In the early 20th century, Darwinism merged with breakthroughs in Mendelian genetics. Together, they formed the Modern Synthesis, more commonly referred to as Neo-Darwinism.

The modern theory holds that organisms adapt gradually by random mutations, with beneficial traits being preserved by natural selection, passing on their traits from a common ancestor via genetic inheritance.  On account of these powerful principles we are told to abandon our common-sense view of life as being designed, in favour of an explanation that needs no theistic guidance.

But as we shall see, Neo-Darwinism is a paper tiger, which collapses with the slightest scrutiny.


Natural Selection is a Culling Process

Natural selection is the jewel in the crown of Neo-Darwinism. Proclaiming its merits, Richard Dawkins writes in his book The God Delusion:

“The argument from improbability states that complex things could not have come about by chance. But many people define ‘come about by chance’ as a synonym for ‘come about in the absence of deliberate design’. Not surprisingly, therefore, they think improbability is evidence of design. Darwinian natural selection shows how wrong this is with respect to biological improbability.”

“The greater the statistical improbability, the less plausible is chance as a solution: that is what improbable means. But the candidate solutions to the riddle of improbability are not, as is falsely implied, design and chance. They are design and natural selection.

Chance is not a solution, given the high levels of improbability we see in living organisms, and no sane biologist ever suggested that it was… [i]

Here, like in so many of his books, Dawkins seeks to convince us that natural selection is an alternative to chance and design in explaining the appearance of biological complexity. However, he fails to delineate two key stages in the evolution of a trait:

  1. Generation — the appearance of a trait in the living world.
  2. Propagation — how that trait persists in the living world.

Dawkins says that natural selection can explain the improbability of biological traits. However, the improbability of a trait relates to the likelihood of its production by chance. This is determined physically by 1) the genes which code for it, and 2) the cellular processes which express it. The interplay between new genes and expressive cellular processes determines whether a new trait, a new phenotype will appear in the world.

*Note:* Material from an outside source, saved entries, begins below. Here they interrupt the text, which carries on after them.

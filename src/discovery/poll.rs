//! Poll workers: one per configured upstream server, pulling its
//! shared-printer list via IPP subscription/poll with a periodic
//! full-enumeration fallback.

use std::time::Duration;

use backon::{ExponentialBuilder, Retryable};
use tokio::sync::mpsc::UnboundedSender;
use tracing::{debug, warn};

use crate::catalogue::ServiceIdentity;
use crate::config::PollServerConfig;
use crate::daemon::DaemonEvent;
use crate::intake::IntakeEvent;
use crate::print_service::{IppPrintService, PrintServiceClient};

struct PollContext {
    known_printers: Vec<(String, String)>,
    can_subscribe: bool,
    subscription_id: i32,
    sequence_number: i32,
}

impl PollContext {
    fn new() -> Self {
        Self { known_printers: Vec::new(), can_subscribe: true, subscription_id: -1, sequence_number: 0 }
    }
}

/// Connect-with-retry timeout, so a single unreachable poll server never
/// blocks the worker task indefinitely.
const CONNECT_TIMEOUT: Duration = Duration::from_secs(5);

pub async fn run(server: PollServerConfig, poll_interval: Duration, tx: UnboundedSender<DaemonEvent>) {
    let base = format!("http://{}:{}", server.host, server.port);
    let mut ctx = PollContext::new();

    loop {
        let client = match (|| async { IppPrintService::new(&base) })
            .retry(ExponentialBuilder::default().with_max_times(3))
            .await
        {
            Ok(c) => c,
            Err(e) => {
                warn!(server = %server.host, error = %e, "poll worker could not construct client; retrying later");
                tokio::time::sleep(poll_interval).await;
                continue;
            }
        };

        run_one_cycle(&server, &client, &mut ctx, &tx).await;
        tokio::time::sleep(poll_interval).await;
    }
}

async fn run_one_cycle(
    server: &PollServerConfig,
    client: &IppPrintService,
    ctx: &mut PollContext,
    tx: &UnboundedSender<DaemonEvent>,
) {
    let mut force_full_list = false;

    if ctx.can_subscribe && ctx.subscription_id < 0 {
        match tokio::time::timeout(CONNECT_TIMEOUT, client.create_subscription()).await {
            Ok(Ok(id)) => ctx.subscription_id = id,
            _ => {
                ctx.can_subscribe = false;
                force_full_list = true;
            }
        }
    } else if ctx.subscription_id >= 0 {
        match tokio::time::timeout(CONNECT_TIMEOUT, client.get_notifications(ctx.subscription_id, ctx.sequence_number + 1))
            .await
        {
            Ok(Ok(notif)) => {
                if !notif.events.is_empty() {
                    ctx.sequence_number = notif.last_sequence_number;
                    force_full_list = true;
                }
            }
            _ => {
                let _ = client.cancel_subscription(ctx.subscription_id).await;
                ctx.subscription_id = -1;
                force_full_list = true;
            }
        }
    } else {
        force_full_list = true;
    }

    if force_full_list || ctx.subscription_id < 0 {
        match tokio::time::timeout(CONNECT_TIMEOUT, client.get_printers()).await {
            Ok(Ok(printers)) => {
                // `get_printers()` already drops remote/implicit entries;
                // shared-ness is the one filter left to apply here, since
                // the local-view caller of the same RPC wants every local
                // queue, shared or not.
                ctx.known_printers = printers
                    .into_iter()
                    .filter(|p| p.is_shared)
                    .map(|p| (p.name, p.device_uri))
                    .collect();
                for (name, uri) in &ctx.known_printers {
                    send_keepalive(server, name, uri, tx);
                }
            }
            _ => {
                warn!(server = %server.host, "Get-Printers failed; will retry next interval");
            }
        }
    } else {
        debug!(server = %server.host, count = ctx.known_printers.len(), "re-asserting known printers");
        let printers = ctx.known_printers.clone();
        for (name, uri) in &printers {
            send_keepalive(server, name, uri, tx);
        }
    }
}

fn send_keepalive(_server: &PollServerConfig, _name: &str, device_uri: &str, tx: &UnboundedSender<DaemonEvent>) {
    let event = IntakeEvent::Broadcast { uri: device_uri.to_string() };
    let _ = tx.send(DaemonEvent::Intake(event));
}
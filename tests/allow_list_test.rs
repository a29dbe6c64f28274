// A disallowed broadcast source is dropped before it ever reaches intake.
// The socket plumbing in `discovery::broadcast::run` isn't testable without
// a real UDP socket, but the decision point it depends on —
// `AllowListMatcher::allowed` — is, and is exactly what gates whether the
// packet is forwarded at all.

use cups_browsed_rs::allow::AllowListMatcher;
use cups_browsed_rs::config::AllowRuleConfig;

#[test]
fn disallowed_source_is_rejected_by_the_matcher() {
    let matcher = AllowListMatcher::from_config(&[AllowRuleConfig::Network("10.0.0.0".to_string(), "8".to_string())]);

    let disallowed: std::net::IpAddr = "192.168.1.5".parse().unwrap();
    let allowed: std::net::IpAddr = "10.1.2.3".parse().unwrap();

    assert!(!matcher.allowed(disallowed), "a source outside every configured rule must be dropped");
    assert!(matcher.allowed(allowed));
}
use std::path::{Path, PathBuf};
use std::time::Duration;

use clap::Parser;
use serde::{Deserialize, Serialize};

use crate::errors::Result;

/// Command-line flags, parsed with clap the way a real daemon's `--help`/`--version`
/// are free once you reach for a derive parser.
#[derive(Debug, Parser)]
#[command(name = "cups-browsed-rs", version, about = "Print-queue discovery and reconciliation daemon")]
pub struct Cli {
    /// Enable verbose / debug logging.
    #[arg(short = 'd', long = "debug")]
    pub debug: bool,

    /// Increase verbosity; may be repeated (-v, -vv, -vvv).
    #[arg(short = 'v', action = clap::ArgAction::Count)]
    pub verbose: u8,

    /// Override the default config file search path.
    #[arg(short = 'c', long = "config")]
    pub config_path: Option<PathBuf>,

    /// Auto-shutdown mode: on, off, avahi, or none.
    #[arg(long = "autoshutdown")]
    pub autoshutdown: Option<String>,

    /// Auto-shutdown timeout in seconds.
    #[arg(long = "autoshutdown-timeout")]
    pub autoshutdown_timeout: Option<u64>,
}

#[derive(Debug, Clone, Copy, PartialEq, Eq, Serialize, Deserialize)]
pub enum AutoShutdown {
    On,
    Off,
    Avahi,
    None,
}

impl Default for AutoShutdown {
    fn default() -> Self {
        AutoShutdown::Avahi
    }
}

impl AutoShutdown {
    fn parse(s: &str) -> Option<Self> {
        match s.trim().to_ascii_lowercase().as_str() {
            "on" | "1" | "true" | "yes" => Some(AutoShutdown::On),
            "off" | "0" | "false" | "no" => Some(AutoShutdown::Off),
            "avahi" => Some(AutoShutdown::Avahi),
            "none" => Some(AutoShutdown::None),
            _ => None,
        }
    }
}

#[derive(Debug, Clone, Copy, PartialEq, Eq, Serialize, Deserialize)]
pub enum BrowseProtocol {
    DnsSd,
    Cups,
}

#[derive(Debug, Clone, Serialize, Deserialize)]
pub enum AllowRuleConfig {
    All,
    Exact(String),
    Network(String, String),
}

#[derive(Debug, Clone, Serialize, Deserialize)]
pub struct PollServerConfig {
    pub host: String,
    pub port: u16,
    pub ipp_version: Option<(u8, u8)>,
}

/// The fully-resolved configuration the daemon runs with: CLI flags layered over
/// a parsed config file, both layered over built-in defaults.
#[derive(Debug, Clone, Serialize, Deserialize)]
#[serde(default)]
pub struct AppConfig {
    pub debug: bool,
    pub browse_local_protocols: Vec<BrowseProtocol>,
    pub browse_remote_protocols: Vec<BrowseProtocol>,
    pub browse_poll: Vec<PollServerConfig>,
    pub browse_allow: Vec<AllowRuleConfig>,
    pub domain_socket: Option<PathBuf>,
    pub create_ipp_printer_queues: bool,
    pub autoshutdown: AutoShutdown,
    pub autoshutdown_timeout_secs: u64,
    pub browse_port: u16,
    pub browse_interval_secs: u64,
    pub browse_timeout_secs: u64,
    pub confirm_secs: u64,
    pub retry_secs: u64,
}

impl Default for AppConfig {
    fn default() -> Self {
        Self {
            debug: false,
            // Local dnssd advertising of shared queues is not supported by
            // this daemon — it is CUPS' own job, not cups-browsed-rs'.
            // Nothing is enabled locally until `BrowseLocalProtocols` or
            // `BrowseProtocols` opts into `cups` (legacy broadcast rebroadcast).
            browse_local_protocols: Vec::new(),
            browse_remote_protocols: vec![BrowseProtocol::DnsSd, BrowseProtocol::Cups],
            browse_poll: Vec::new(),
            browse_allow: vec![AllowRuleConfig::All],
            domain_socket: default_domain_socket(),
            create_ipp_printer_queues: true,
            autoshutdown: AutoShutdown::default(),
            autoshutdown_timeout_secs: 30,
            browse_port: 631,
            browse_interval_secs: 10,
            browse_timeout_secs: 300,
            confirm_secs: 10,
            retry_secs: 10,
        }
    }
}

impl AppConfig {
    pub fn browse_timeout(&self) -> Duration {
        Duration::from_secs(self.browse_timeout_secs)
    }

    pub fn confirm_interval(&self) -> Duration {
        Duration::from_secs(self.confirm_secs)
    }

    pub fn retry_interval(&self) -> Duration {
        Duration::from_secs(self.retry_secs)
    }

    /// `CUPS_SERVER` is pinned at startup to the configured domain socket when it
    /// looks usable, else falls back to localhost. The `ipp` crate's async client
    /// speaks HTTP(S), not raw unix sockets, so a configured `DomainSocket` only
    /// changes this advisory value; RPCs still go out over `http://localhost:631`
    /// unless a remote server URI is given. See DESIGN.md for this scope decision.
    pub fn cups_server_env(&self) -> String {
        match &self.domain_socket {
            Some(path) if path.exists() => path.display().to_string(),
            _ => "localhost".to_string(),
        }
    }

    /// Load a config file (CUPS-style `Key Value` lines), then apply CLI overrides.
    pub fn load(cli: &Cli) -> Result<Self> {
        let mut cfg = AppConfig::default();

        let path = cli
            .config_path
            .clone()
            .or_else(default_config_path)
            .filter(|p| p.exists());

        if let Some(path) = path {
            apply_config_file(&mut cfg, &path)?;
        }

        if cli.debug || cli.verbose > 0 {
            cfg.debug = true;
        }
        if let Some(mode) = cli.autoshutdown.as_deref().and_then(AutoShutdown::parse) {
            cfg.autoshutdown = mode;
        }
        if let Some(t) = cli.autoshutdown_timeout {
            cfg.autoshutdown_timeout_secs = t;
        }

        Ok(cfg)
    }
}

fn default_domain_socket() -> Option<PathBuf> {
    Some(PathBuf::from("/var/run/cups/cups.sock"))
}

fn default_config_path() -> Option<PathBuf> {
    if cfg!(target_os = "macos") {
        dirs::config_dir().map(|p| p.join("cups-browsed-rs/cups-browsed-rs.conf"))
    } else if cfg!(target_os = "windows") {
        dirs::config_dir().map(|p| p.join("cups-browsed-rs/cups-browsed-rs.conf"))
    } else {
        Some(PathBuf::from("/etc/cups/cups-browsed.conf"))
    }
}

/// Apply a CUPS-style config file to `cfg` in place. Unknown keys and
/// unparseable lines are logged and skipped; a single bad line never aborts
/// startup ("Config parse error on a single line: log and ignore").
fn apply_config_file(cfg: &mut AppConfig, path: &Path) -> Result<()> {
    let text = std::fs::read_to_string(path)?;
    for (lineno, raw_line) in text.lines().enumerate() {
        let line = raw_line.trim();
        if line.is_empty() || line.starts_with('#') {
            continue;
        }
        let mut parts = line.splitn(2, char::is_whitespace);
        let key = parts.next().unwrap_or_default();
        let value = parts.next().unwrap_or_default().trim();
        if let Err(reason) = apply_directive(cfg, key, value) {
            tracing::warn!(file = %path.display(), line = lineno + 1, %reason, "ignoring config line");
        }
    }
    Ok(())
}

fn apply_directive(cfg: &mut AppConfig, key: &str, value: &str) -> std::result::Result<(), String> {
    match key.to_ascii_lowercase().as_str() {
        "browseprotocols" => {
            let protos = parse_protocols(value)?;
            cfg.browse_local_protocols = drop_unsupported_local_dnssd(&protos);
            cfg.browse_remote_protocols = protos;
        }
        "browselocalprotocols" => {
            let protos = parse_protocols(value)?;
            cfg.browse_local_protocols = drop_unsupported_local_dnssd(&protos);
        }
        "browseremoteprotocols" => {
            cfg.browse_remote_protocols = parse_protocols(value)?;
        }
        "browsepoll" => cfg.browse_poll.push(parse_poll_server(value)?),
        "browseallow" => cfg.browse_allow.push(parse_allow_rule(value)?),
        "domainsocket" => cfg.domain_socket = Some(PathBuf::from(value)),
        "createippprinterqueues" => cfg.create_ipp_printer_queues = parse_bool(value)?,
        "autoshutdown" => {
            cfg.autoshutdown = AutoShutdown::parse(value).ok_or_else(|| format!("bad AutoShutdown value {value:?}"))?
        }
        "autoshutdowntimeout" => {
            cfg.autoshutdown_timeout_secs = value.parse().map_err(|_| format!("bad AutoShutdownTimeout {value:?}"))?
        }
        other => return Err(format!("unknown config key {other:?}")),
    }
    Ok(())
}

fn parse_bool(value: &str) -> std::result::Result<bool, String> {
    match value.trim().to_ascii_lowercase().as_str() {
        "on" | "1" | "yes" | "true" => Ok(true),
        "off" | "0" | "no" | "false" => Ok(false),
        other => Err(format!("not a boolean: {other:?}")),
    }
}

fn parse_protocols(value: &str) -> std::result::Result<Vec<BrowseProtocol>, String> {
    let mut protos = Vec::new();
    for tok in value.split([',', ' ', '\t']).filter(|s| !s.is_empty()) {
        match tok.to_ascii_lowercase().as_str() {
            "dnssd" => protos.push(BrowseProtocol::DnsSd),
            "cups" => protos.push(BrowseProtocol::Cups),
            "none" => {}
            other => return Err(format!("unknown browse protocol {other:?}")),
        }
    }
    Ok(protos)
}

/// Local dnssd advertising is out of scope : CUPS itself handles
/// dnssd sharing of its own queues, so `dnssd` in a *local* protocol list is
/// dropped with a warning rather than silently accepted.
fn drop_unsupported_local_dnssd(protos: &[BrowseProtocol]) -> Vec<BrowseProtocol> {
    let (kept, dropped): (Vec<_>, Vec<_>) = protos.iter().partition(|p| !matches!(p, BrowseProtocol::DnsSd));
    if !dropped.is_empty() {
        tracing::warn!("local dnssd browsing is not supported by this daemon; ignoring");
    }
    kept
}

fn parse_poll_server(value: &str) -> std::result::Result<PollServerConfig, String> {
    let (hostport, version) = match value.split_once("/version=") {
        Some((hp, v)) => (hp, Some(v)),
        None => (value, None),
    };
    let (host, port) = match hostport.rsplit_once(':') {
        Some((h, p)) => (h.to_string(), p.parse().map_err(|_| format!("bad port in {value:?}"))?),
        None => (hostport.to_string(), 631),
    };
    let ipp_version = version
        .map(|v| {
            let (maj, min) = v.split_once('.').ok_or_else(|| format!("bad version {v:?}"))?;
            Ok::<_, String>((
                maj.parse().map_err(|_| format!("bad version {v:?}"))?,
                min.parse().map_err(|_| format!("bad version {v:?}"))?,
            ))
        })
        .transpose()?;
    Ok(PollServerConfig { host, port, ipp_version })
}

fn parse_allow_rule(value: &str) -> std::result::Result<AllowRuleConfig, String> {
    if value.eq_ignore_ascii_case("all") {
        return Ok(AllowRuleConfig::All);
    }
    if let Some((addr, mask)) = value.split_once('/') {
        return Ok(AllowRuleConfig::Network(addr.to_string(), mask.to_string()));
    }
    Ok(AllowRuleConfig::Exact(value.to_string()))
}

#[cfg(test)]
mod tests {
    use super::*;

    fn load_text(text: &str) -> AppConfig {
        let mut cfg = AppConfig::default();
        for (lineno, raw_line) in text.lines().enumerate() {
            let line = raw_line.trim();
            if line.is_empty() || line.starts_with('#') {
                continue;
            }
            let mut parts = line.splitn(2, char::is_whitespace);
            let key = parts.next().unwrap_or_default();
            let value = parts.next().unwrap_or_default().trim();
            if let Err(reason) = apply_directive(&mut cfg, key, value) {
                panic!("line {}: {reason}", lineno + 1);
            }
        }
        cfg
    }

    #[test]
    fn browse_poll_parses_host_port_and_version() {
        let cfg = load_text("BrowsePoll printserver.example.com:631/version=1.1\n");
        assert_eq!(cfg.browse_poll.len(), 1);
        assert_eq!(cfg.browse_poll[0].host, "printserver.example.com");
        assert_eq!(cfg.browse_poll[0].port, 631);
        assert_eq!(cfg.browse_poll[0].ipp_version, Some((1, 1)));
    }

    #[test]
    fn browse_poll_defaults_port_when_omitted() {
        let cfg = load_text("BrowsePoll printserver.example.com\n");
        assert_eq!(cfg.browse_poll[0].port, 631);
        assert!(cfg.browse_poll[0].ipp_version.is_none());
    }

    #[test]
    fn local_dnssd_is_dropped_with_a_warning_not_an_error() {
        let cfg = load_text("BrowseLocalProtocols dnssd cups\n");
        assert_eq!(cfg.browse_local_protocols, vec![BrowseProtocol::Cups]);
    }

    #[test]
    fn unparseable_line_is_skipped_not_fatal() {
        // A single bad line must not abort startup : this directly
        // exercises `apply_config_file`'s per-line try/log/continue, not just
        // the directive parser.
        use std::io::Write;
        let mut file = tempfile::NamedTempFile::new().unwrap();
        writeln!(file, "AutoShutdownTimeout not-a-number\nAutoShutdown on").unwrap();

        let mut cfg = AppConfig::default();
        apply_config_file(&mut cfg, file.path()).unwrap();
        assert_eq!(cfg.autoshutdown, AutoShutdown::On);
        assert_eq!(cfg.autoshutdown_timeout_secs, AppConfig::default().autoshutdown_timeout_secs);
    }

    #[test]
    fn create_ipp_printer_queues_accepts_common_boolean_spellings() {
        let cfg = load_text("CreateIPPPrinterQueues off\n");
        assert!(!cfg.create_ipp_printer_queues);
    }

    #[test]
    fn allow_rule_with_prefix_len_parses_as_network() {
        // `BrowseAllow` appends; the default ruleset already contains `All`.
        let cfg = load_text("BrowseAllow 10.0.0.0/8\n");
        match cfg.browse_allow.last().unwrap() {
            AllowRuleConfig::Network(addr, mask) => {
                assert_eq!(addr, "10.0.0.0");
                assert_eq!(mask, "8");
            }
            other => panic!("expected a Network rule, got {other:?}"),
        }
    }
}
//! Service-discovery browser built on `mdns-sd`: spawn a daemon, browse each
//! service type, and drain `ServiceEvent`s into normalised intake/removal
//! events.

use mdns_sd::{ServiceDaemon, ServiceEvent};
use tokio::sync::mpsc::UnboundedSender;
use tracing::{debug, info, warn};

use crate::catalogue::ServiceIdentity;
use crate::daemon::DaemonEvent;
use crate::discovery::{IPPS_SERVICE_TYPE, IPP_SERVICE_TYPE};
use crate::intake::{IntakeEvent, TxtRecord};

pub async fn run(tx: UnboundedSender<DaemonEvent>) {
    loop {
        match try_run(&tx).await {
            Ok(()) => break,
            Err(e) => {
                warn!(error = %e, "mDNS browser disconnected; reconnecting in 5s");
                // Browser/client disconnect: tear the browsers down, surface
                // the loss so avahi-mode auto-shutdown can arm, and retry
                // the reconnect.
                let _ = tx.send(DaemonEvent::DiscoveryUnavailable);
                tokio::time::sleep(std::time::Duration::from_secs(5)).await;
            }
        }
    }
}

async fn try_run(tx: &UnboundedSender<DaemonEvent>) -> Result<(), mdns_sd::Error> {
    let daemon = ServiceDaemon::new()?;
    let ipp_rx = daemon.browse(IPP_SERVICE_TYPE)?;
    let ipps_rx = daemon.browse(IPPS_SERVICE_TYPE)?;

    info!("service-discovery browser listening for {} and {}", IPP_SERVICE_TYPE, IPPS_SERVICE_TYPE);
    let _ = tx.send(DaemonEvent::DiscoveryAvailable);

    loop {
        tokio::select! {
            event = ipp_rx.recv_async() => handle_event(event, false, tx),
            event = ipps_rx.recv_async() => handle_event(event, true, tx),
        }
    }
}

fn handle_event(
    event: Result<ServiceEvent, mdns_sd::RecvError>,
    secured: bool,
    tx: &UnboundedSender<DaemonEvent>,
) {
    let event = match event {
        Ok(e) => e,
        Err(e) => {
            warn!(error = %e, "mDNS event channel error");
            return;
        }
    };

    match event {
        ServiceEvent::ServiceResolved(info) => {
            // `get_hostname()` returns the full resolved hostname with its
            // trailing dot (e.g. "printer.local."); keep it whole here so the
            // URI built in `intake()` carries the real host — sanitize_host()
            // is what strips the `.local[.]` suffix, not this layer.
            let hostname = info.get_hostname();
            if hostname.is_empty() {
                return;
            }
            let host = hostname.strip_suffix('.').unwrap_or(hostname).to_string();
            let port = info.get_port();
            let service_type = if secured { IPPS_SERVICE_TYPE } else { IPP_SERVICE_TYPE }.to_string();
            let identity = ServiceIdentity {
                service_name: info.get_fullname().to_string(),
                service_type: service_type.clone(),
                service_domain: "local".to_string(),
            };
            let props = info.get_properties();
            let get = |k: &str| props.get_property_val_str(k).map(str::to_string);
            let Some(resource) = get("rp") else {
                debug!(service = %identity.service_name, "ignoring resolved service with no rp txt record");
                return;
            };
            let txt = TxtRecord {
                rp: Some(resource.clone()),
                product: get("product"),
                ty: get("ty"),
                usb_mdl: get("usb_MDL"),
                pdl: get("pdl"),
            };
            let event = IntakeEvent::ServiceDiscovery { host, port, resource, secured, identity, txt: Some(txt) };
            let _ = tx.send(DaemonEvent::Intake(event));
        }
        ServiceEvent::ServiceRemoved(service_type, fullname) => {
            let identity = ServiceIdentity { service_name: fullname, service_type, service_domain: "local".to_string() };
            let _ = tx.send(DaemonEvent::ServiceRemoved(identity));
        }
        ServiceEvent::SearchStopped(_) | ServiceEvent::ServiceFound(_, _) => {}
    }
}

Natural selection does not act at this first stage of generation at all. Selection is related only to the second step — the persistence of a trait in a population after its initial occurrence. As environmental pressures act on organisms, the organisms live or die according to their innate endowments. Thus, selection is a culling process. It is not a creative process. Selective processes do not produce anything themselves. They can therefore only be relevant to the propagation of a trait after its initial appearance.

To be bleak, natural selection simply describes death. Under differing conditions, certain organisms die more quickly than others. The ones that die less quickly pass their genes onto the next generation more often. Hence survival of the fittest.

This is significant because a theory of death cannot be a theory of life. Natural selection has never produced a single cell, organ, or limb. It has to rely on pre-existing candidates, biological novelty that has already been produced. When an interviewer selects a candidate for a new job, the interviewer hasn’t actually given birth to the new candidate — she’s just allowed them to stay in the building. Natural selection is the interviewer. It makes or breaks the dreams of ambitious organisms. Organisms that already exist.

It’s clear then that if we want to know how all the microbes, plants, animals and humans got here, we ultimately need to look elsewhere. As the philosopher Jacob Gould Schurman put it way back in 1887:

“Natural selection may explain the survival of the fittest, but it cannot explain the arrival of the fittest.” [ii]

And yet, it’s the arrival that is of interest. When the question is asked, ‘where did the world of life come from?’ the answer needs to explain how life arose, not just why specific lifeforms survived. Neo-Darwinists confuse the creation of a trait with the propagation of a trait. Natural selection may explain the latter, but it is unable to explain the former.


Can Natural Selection Direct Higher Evolution?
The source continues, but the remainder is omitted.